Y es curioso cómo se comprueba algo que la humanidad, o los sabios que nos precedieron, ya sabían: que no es la abundancia sino la calidad lo que da placer, saciedad, conocimiento. Porque, dicho con Octavio Paz —aunque pensara en los ojos antes que en los oídos—: “La mucha luz es como la mucha sombra: no deja ver”.
Intento escuchar, en suma, en una realidad que conspira contra eso, burlándose con el cinismo de dar a la vez todo sin que podamos aprehender nada. Con el ensañamiento, también, de hacerme responsable de no saber escuchar. Y es que yo aprendí a escuchar cuando todo era diferente y el exceso, acaso, me exige ahora aprender nuevas habilidades para que, otra vez, escuchar sea posible.
Cuando yo aprendí a escuchar, en realidad, era más fácil y más rica la escucha. Lo era por allá por mediados de los 80 y el resto de los 90, y había sido más fácil incluso en años anteriores.
Hay una imagen que recrea el novelista inglés Hanif Kureishi, de aquel momento en que se editó ese disco inmarcesible que es el Sgt. Pepper’s Lonely Hearts Club Band, de Los Beatles. No tengo la cita a mano, pero él contaba de la fascinación que le produjo un fenómeno único: le tocó ir en auto por una carretera en el día de 1967 en que se había publicado el álbum y, en cada estación que paraba, en cada radio que ponía, podía ir escuchando cada canción como si él lo hubiera comprado. Una comunión sonora, la universalización de un producto artístico que, por un momento, unía a todos los oyentes a la vez, que contemplaban auditivamente esa obra maestra de la cual podían, al terminarla, admirarse y hablar. Porque todos la habían conocido juntos, escuchado al mismo tiempo.
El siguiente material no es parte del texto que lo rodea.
impl Reconciler {
    pub fn new(remote: Arc<dyn RemoteNoteStore>, cache: Box<dyn NoteCache>) -> Self {
        Self {
            remote,
            cache,
            user: None,
            notes: Vec::new(),
            active_id: None,
            history: NavigationHistory::new(),
            status: SyncStatusTracker::new(),
            initialized: false,
            subscription: None,
        }
    }

    // ===== Read access =====

    pub fn notes(&self) -> &[Note] {
        &self.notes
    }

    pub fn note(&self, id: &str) -> Option<&Note> {
        self.notes.iter().find(|n| n.id == id)
    }

    pub fn active_id(&self) -> Option<&str> {
        self.active_id.as_deref()
    }

    pub fn active_note(&self) -> Option<&Note> {
        self.active_id.as_deref().and_then(|id| self.note(id))
    }

    pub fn user(&self) -> Option<&UserId> {
        self.user.as_ref()
    }

    pub fn history(&self) -> &NavigationHistory {
        &self.history
    }

    pub fn sync_state(&self) -> SyncState {
        self.status.state()
    }

    pub fn sync_status(&self) -> SyncStatus {
        self.status.snapshot()
    }

    /// Receiver that observes every sync status change
    pub fn watch_status(&self) -> watch::Receiver<SyncStatus> {
        self.status.watch()
    }

    /// Notes whose title or content contain `query`, case-insensitively
    pub fn search(&self, query: &str) -> Vec<&Note> {
        self.notes.iter().filter(|n| n.matches(query)).collect()
    }

    // ===== Session lifecycle =====

    /// Load the collection for `user`.
    ///
    /// Without a user nothing remote is touched and the session starts empty.
    /// With one, the remote collection wins when it has anything; otherwise
    /// the cache seeds the session, and an empty cache gets the starter note.
    pub async fn initialize(&mut self, user: Option<UserId>) {
        self.teardown_subscription();
        self.initialized = false;
        self.user = user.clone();

        let Some(user) = user else {
            log::info!("Sync: no user, starting an empty local session");
            self.adopt(Vec::new());
            self.status.offline();
            self.initialized = true;
            return;
        };

        self.status.begin();
        log::info!("Sync: loading notes for user {}", user);

        if !self.remote.probe_reachable(&user).await {
            // No fetch is attempted while the backend is unreachable
            log::info!("Sync: remote store not reachable, using local cache");
            let cached = self.cache.load();
            if cached.is_empty() {
                self.adopt(vec![Note::starter()]);
            } else {
                self.adopt(cached);
            }
            self.status.offline();
        } else {
            match self.remote.fetch_all(&user).await {
                Ok(remote_notes) if !remote_notes.is_empty() => {
                    log::info!("Sync: adopted {} remote notes", remote_notes.len());
                    self.adopt(remote_notes);
                    self.status.succeed();
                }
                Ok(_) => self.seed_empty_remote(&user).await,
                Err(e) => {
                    self.status.fail(format!("failed to load notes: {}", e));
                    let cached = self.cache.load();
                    log::info!("Sync: falling back to {} cached notes", cached.len());
                    self.adopt(cached);
                }
            }
        }

        self.initialized = true;
        self.persist();
    }

    /// Remote answered with nothing: seed from the cache, or from the starter
    /// note when the cache is empty too.
    async fn seed_empty_remote(&mut self, user: &UserId) {
        let cached = self.cache.load();
        if !cached.is_empty() {
            // Cached notes are shown but not written back to the remote
            log::info!("Sync: remote is empty, adopting {} cached notes", cached.len());
            self.adopt(cached);
            self.status.succeed();
            return;
        }

        let starter = Note::starter();
        match self.remote.create(user, &starter.draft()).await {
            Ok(created) => {
                log::info!("Sync: created starter note {}", created.id);
                self.adopt(vec![created]);
                self.status.succeed();
            }
            Err(e) => {
                self.adopt(vec![starter]);
                self.status.fail(format!("failed to create starter note: {}", e));
            }
        }
    }

    /// Start listening for remote changes, replacing any previous listener.
    ///
    /// The reconciler keeps the subscription handle; the caller gets the
    /// signals and answers each one with [`Reconciler::refresh_from_remote`].
    /// Returns `None` when there is no user.
    pub fn watch(&mut self) -> Option<mpsc::Receiver<ChangeSignal>> {
        self.teardown_subscription();
        let user = self.user.as_ref()?;
        let Subscription { signals, handle } = self.remote.subscribe(user);
        log::info!("Sync: subscribed to changes for user {}", user);
        self.subscription = Some(handle);
        Some(signals)
    }

    pub fn is_watching(&self) -> bool {
        self.subscription.is_some()
    }

    /// Sign-out: stop listening and forget the collection, cache included
    pub fn end_session(&mut self) {
        self.teardown_subscription();
        self.user = None;
        self.adopt(Vec::new());
        if let Err(e) = self.cache.clear() {
            log::error!("Cache: failed to clear: {}", e);
        }
        self.status.offline();
        log::info!("Sync: session ended");
    }

    fn teardown_subscription(&mut self) {
        if let Some(handle) = self.subscription.take() {
            handle.shutdown();
            log::debug!("Sync: previous subscription torn down");
        }
    }

    // ===== Remote pushes =====

    /// Refetch the full collection after a change signal
    pub async fn refresh_from_remote(&mut self) {
        let Some(user) = self.user.clone() else {
            return;
        };
        match self.remote.fetch_all(&user).await {
            Ok(notes) => self.on_remote_push(notes),
            Err(e) => log::warn!("Sync: refetch after change signal failed: {}", e),
        }
    }

    /// Replace the collection with a freshly fetched one. Empty collections
    /// are ignored rather than treated as "everything was deleted".
    pub fn on_remote_push(&mut self, notes: Vec<Note>) {
        if notes.is_empty() {
            log::debug!("Sync: ignoring empty remote push");
            return;
        }
        log::info!("Sync: remote push with {} notes", notes.len());
        self.notes = notes;
        let active_survives = self
            .active_id
            .as_deref()
            .is_some_and(|id| self.notes.iter().any(|n| n.id == id));
        let notes = &self.notes;
        self.history.retain(|id| notes.iter().any(|n| n.id == id));
        if !active_survives {
            self.active_id = self.notes.first().map(|n| n.id.clone());
            if let Some(next) = self.active_id.as_deref() {
                if self.history.last() != Some(next) {
                    self.history.push(next);
                }
            }
        }
        self.persist();
        self.status.succeed();
    }

    // ===== Mutations =====

    /// Apply an edit locally, then send it to the remote store.
    ///
    /// Returns the note as it stands afterwards (`None` for deletes). Remote
    /// failures are reported through the sync status, not as errors.
    pub async fn apply(&mut self, mutation: Mutation) -> Result<Option<Note>, ReconcileError> {
        match mutation {
            Mutation::Create(draft) => Ok(Some(self.create(draft).await)),
            Mutation::UpdateContent { id, content } => {
                self.update(&id, |note| note.with_content(content)).await.map(Some)
            }
            Mutation::UpdateTitle { id, title } => {
                self.update(&id, |note| note.with_title(title)).await.map(Some)
            }
            Mutation::Delete { id } => self.delete(&id).await.map(|_| None),
        }
    }

    async fn create(&mut self, draft: NoteDraft) -> Note {
        let local = Note::local(draft);
        let temp_id = local.id.clone();

        self.notes.insert(0, local.clone());
        self.active_id = Some(temp_id.clone());
        self.history.push(&temp_id);
        self.persist();

        let Some(user) = self.user.clone() else {
            return local;
        };

        self.status.begin();
        match self.remote.create(&user, &local.draft()).await {
            Ok(created) => {
                self.confirm_created(&temp_id, created.clone());
                self.status.succeed();
                created
            }
            Err(e) => {
                self.status.fail(format!("failed to create note: {}", e));
                local
            }
        }
    }

    /// Swap a temporary note for the server's copy, keeping its position
    fn confirm_created(&mut self, temp_id: &str, created: Note) {
        match self.notes.iter().position(|n| n.id == temp_id) {
            Some(pos) => self.notes[pos] = created.clone(),
            None if self.note(&created.id).is_none() => self.notes.insert(0, created.clone()),
            None => {}
        }
        if self.active_id.as_deref() == Some(temp_id) {
            self.active_id = Some(created.id.clone());
        }
        self.history.rename(temp_id, &created.id);
        self.persist();
    }

    async fn update(
        &mut self,
        id: &str,
        edit: impl FnOnce(&Note) -> Note,
    ) -> Result<Note, ReconcileError> {
        let pos = self
            .position(id)
            .ok_or_else(|| ReconcileError::NoteNotFound(id.to_string()))?;

        let updated = edit(&self.notes[pos]);
        self.notes[pos] = updated.clone();
        self.persist();

        if let Some(user) = self.user.clone() {
            self.status.begin();
            match self.remote.update(&user, &updated).await {
                Ok(()) => self.status.succeed(),
                Err(e) => self.status.fail(format!("failed to update note {}: {}", id, e)),
            }
        }

        Ok(updated)
    }

    async fn delete(&mut self, id: &str) -> Result<(), ReconcileError> {
        if self.position(id).is_none() {
            return Err(ReconcileError::NoteNotFound(id.to_string()));
        }

        let outcome = match self.user.clone() {
            Some(user) => {
                self.status.begin();
                Some(self.remote.delete(&user, id).await)
            }
            None => None,
        };

        // Removed locally whatever the remote said
        self.notes.retain(|n| n.id != id);
        self.history.remove(id);
        if self.active_id.as_deref() == Some(id) {
            self.active_id = self.notes.first().map(|n| n.id.clone());
            if let Some(next) = self.active_id.as_deref() {
                if self.history.last() != Some(next) {
                    self.history.push(next);
                }
            }
        }
        self.persist();

        match outcome {
            Some(Ok(())) => self.status.succeed(),
            Some(Err(e)) => self.status.fail(format!("failed to delete note {}: {}", id, e)),
            None => {}
        }
        Ok(())
    }

    // ===== Selection =====

    /// Make a note active and record the visit
    pub fn select(&mut self, id: &str) -> Result<(), ReconcileError> {
        if self.position(id).is_none() {
            return Err(ReconcileError::NoteNotFound(id.to_string()));
        }
        if self.active_id.as_deref() == Some(id) {
            return Ok(());
        }
        self.history.push(id);
        self.active_id = Some(id.to_string());
        Ok(())
    }

    /// Return to the previously visited note, if there is one
    pub fn back(&mut self) -> Option<&Note> {
        loop {
            let previous = self.history.back()?.to_string();
            if self.position(&previous).is_some() {
                self.active_id = Some(previous);
                return self.active_note();
            }
            self.history.remove(&previous);
        }
    }

    // ===== Internals =====

    fn position(&self, id: &str) -> Option<usize> {
        self.notes.iter().position(|n| n.id == id)
    }

    fn adopt(&mut self, notes: Vec<Note>) {
        self.notes = notes;
        self.active_id = self.notes.first().map(|n| n.id.clone());
        self.history.reset(self.active_id.as_deref());
    }

    /// Write-through to the cache. Cache failures never affect sync status.
    fn persist(&self) {
        if !self.initialized {
            return;
        }
        if let Err(e) = self.cache.store(&self.notes) {
            log::error!("Cache: failed to write {} notes: {}", self.notes.len(), e);
        }
    }
}
use std::path::{Path, PathBuf};
use std::sync::Arc;

use anyhow::{bail, Context, Result};

use lumen_lib::auth::{AuthClient, Session, SessionStore};
use lumen_lib::cache::FileCache;
use lumen_lib::config::{BackendConfig, LumenConfig};
use lumen_lib::notes::Note;
use lumen_lib::remote::{MemoryNoteStore, RemoteNoteStore, SupabaseNoteStore};
use lumen_lib::sync::Reconciler;

/// Shared state for CLI commands
pub struct App {
    pub config: LumenConfig,
    pub data_dir: PathBuf,
    pub backend: Option<BackendConfig>,
    pub sessions: SessionStore,
}

impl App {
    /// Load config and locate the data directory
    pub fn new(config_path: Option<&Path>) -> Result<Self> {
        let config = LumenConfig::load(config_path).context("Failed to load config")?;
        let data_dir = config.data_dir().context("Failed to get data directory")?;
        let backend = config.backend();
        if backend.is_none() {
            log::info!("No backend configured, running local-only");
        }
        let sessions = SessionStore::new(&data_dir);

        Ok(Self {
            config,
            data_dir,
            backend,
            sessions,
        })
    }

    /// Auth client for the configured backend
    pub fn auth_client(&self) -> Result<AuthClient> {
        let Some(backend) = &self.backend else {
            bail!(
                "No backend configured. Set supabase_url and supabase_key in {} or the LUMEN_SUPABASE_URL / LUMEN_SUPABASE_KEY environment variables.",
                LumenConfig::default_path()
                    .map(|p| p.display().to_string())
                    .unwrap_or_else(|| "config.toml".to_string())
            );
        };
        AuthClient::new(&backend.url, &backend.api_key).context("Failed to create auth client")
    }

    /// The stored session, refreshed when its access token has expired.
    /// A session that cannot be refreshed is dropped.
    pub async fn session(&self) -> Result<Option<Session>> {
        let Some(session) = self.sessions.load() else {
            return Ok(None);
        };
        if !session.is_expired() {
            return Ok(Some(session));
        }
        let client = self.auth_client()?;
        match client.refresh(&session).await {
            Ok(fresh) => {
                self.sessions.save(&fresh).context("Failed to save session")?;
                Ok(Some(fresh))
            }
            Err(e) => {
                log::warn!("Session refresh failed, signing out locally: {}", e);
                self.sessions.clear().context("Failed to clear session")?;
                Ok(None)
            }
        }
    }

    /// Build a reconciler for the signed-in user (if any) and load notes
    pub async fn connect(&self) -> Result<Reconciler> {
        let cache = FileCache::new(&self.data_dir, &self.config.storage_key);
        let session = match &self.backend {
            Some(_) => self.session().await?,
            None => None,
        };

        let (remote, user): (Arc<dyn RemoteNoteStore>, _) = match (&self.backend, session) {
            (Some(backend), Some(session)) => {
                let store = SupabaseNoteStore::new(&backend.url, &backend.api_key, &session.access_token)
                    .context("Failed to create note store client")?;
                let remote: Arc<dyn RemoteNoteStore> = Arc::new(store);
                (remote, Some(session.user_id()))
            }
            // Without a user the reconciler never calls the remote store
            _ => {
                let remote: Arc<dyn RemoteNoteStore> = Arc::new(MemoryNoteStore::new());
                (remote, None)
            }
        };

        let mut reconciler = Reconciler::new(remote, Box::new(cache));
        reconciler.initialize(user).await;
        Ok(reconciler)
    }

    /// Like [`App::connect`], but fail when nobody is signed in. Changes made
    /// without a user would not survive the process.
    pub async fn connect_signed_in(&self) -> Result<Reconciler> {
        let reconciler = self.connect().await?;
        if reconciler.user().is_none() {
            bail!("Not signed in. Run `lumen-cli login` first.");
        }
        Ok(reconciler)
    }
}

/// Find a note by id, exact title, or title prefix (case-insensitive)
pub fn find_note<'a>(notes: &'a [Note], query: &str) -> Result<&'a Note> {
    if let Some(note) = notes.iter().find(|n| n.id == query) {
        return Ok(note);
    }

    let query_lower = query.to_lowercase();

    // Exact match first
    if let Some(note) = notes.iter().find(|n| n.title.to_lowercase() == query_lower) {
        return Ok(note);
    }

    // Prefix match
    let matches: Vec<&Note> = notes
        .iter()
        .filter(|n| n.title.to_lowercase().starts_with(&query_lower))
        .collect();

    match matches.len() {
        0 => bail!("No note matching '{}'", query),
        1 => Ok(matches[0]),
        _ => bail!(
            "Ambiguous note title '{}'. Matches:\n{}",
            query,
            matches
                .iter()
                .map(|n| format!("  - {} ({})", n.title, n.id))
                .collect::<Vec<_>>()
                .join("\n")
        ),
    }
}
mod history;
mod models;

pub use history::NavigationHistory;
pub use models::*;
Me pasó también a mí en varias ocasiones, aunque fuera con discos de menor alcurnia. Todos podíamos hablar del disco de Soda Stereo, de Miguel Mateos, de Charly García. El de U2 que fascinaba a medio mundo, el primero de Pink Floyd sin su líder (“¿estás seguro de que es sin Roger Waters?”). Incluso, apenas después, el Nevermind de Nirvana o El amor después del amor de Fito Páez. A aquellos tiempos me refiero.
La buena música no ha detenido su cauce. Pero en ese entonces, si los discos eran muchos y eran buenos, eran más lo último que lo primero. El universo sonoro se parecía al planeta Tierra: grande, pero circundable. Todos podíamos escuchar lo mismo en algún momento y, fuera de gustos, saber que eso era un puente para unir personas antes que disgregarlas.
La dispersión de la música de hoy (traslade el lector la analogía a lo que desee) dice mucho de lo que somos también como sociedad. Lo que se puede compartir va desvaneciéndose, como las manos de Michael J. Fox en la guitarra en esa escena maravillosa de Volver al futuro. Somos átomos desacoplados, no ya células de un organismo cultural que se nutre de la misma sangre musical. Somos mónadas y no hay un cielo musical, y menos un Dios, que nos una. Así que vamos a la deriva. “Tanto, tanto ruido”, diría Sabina. Tanto que hemos olvidado cómo escuchar.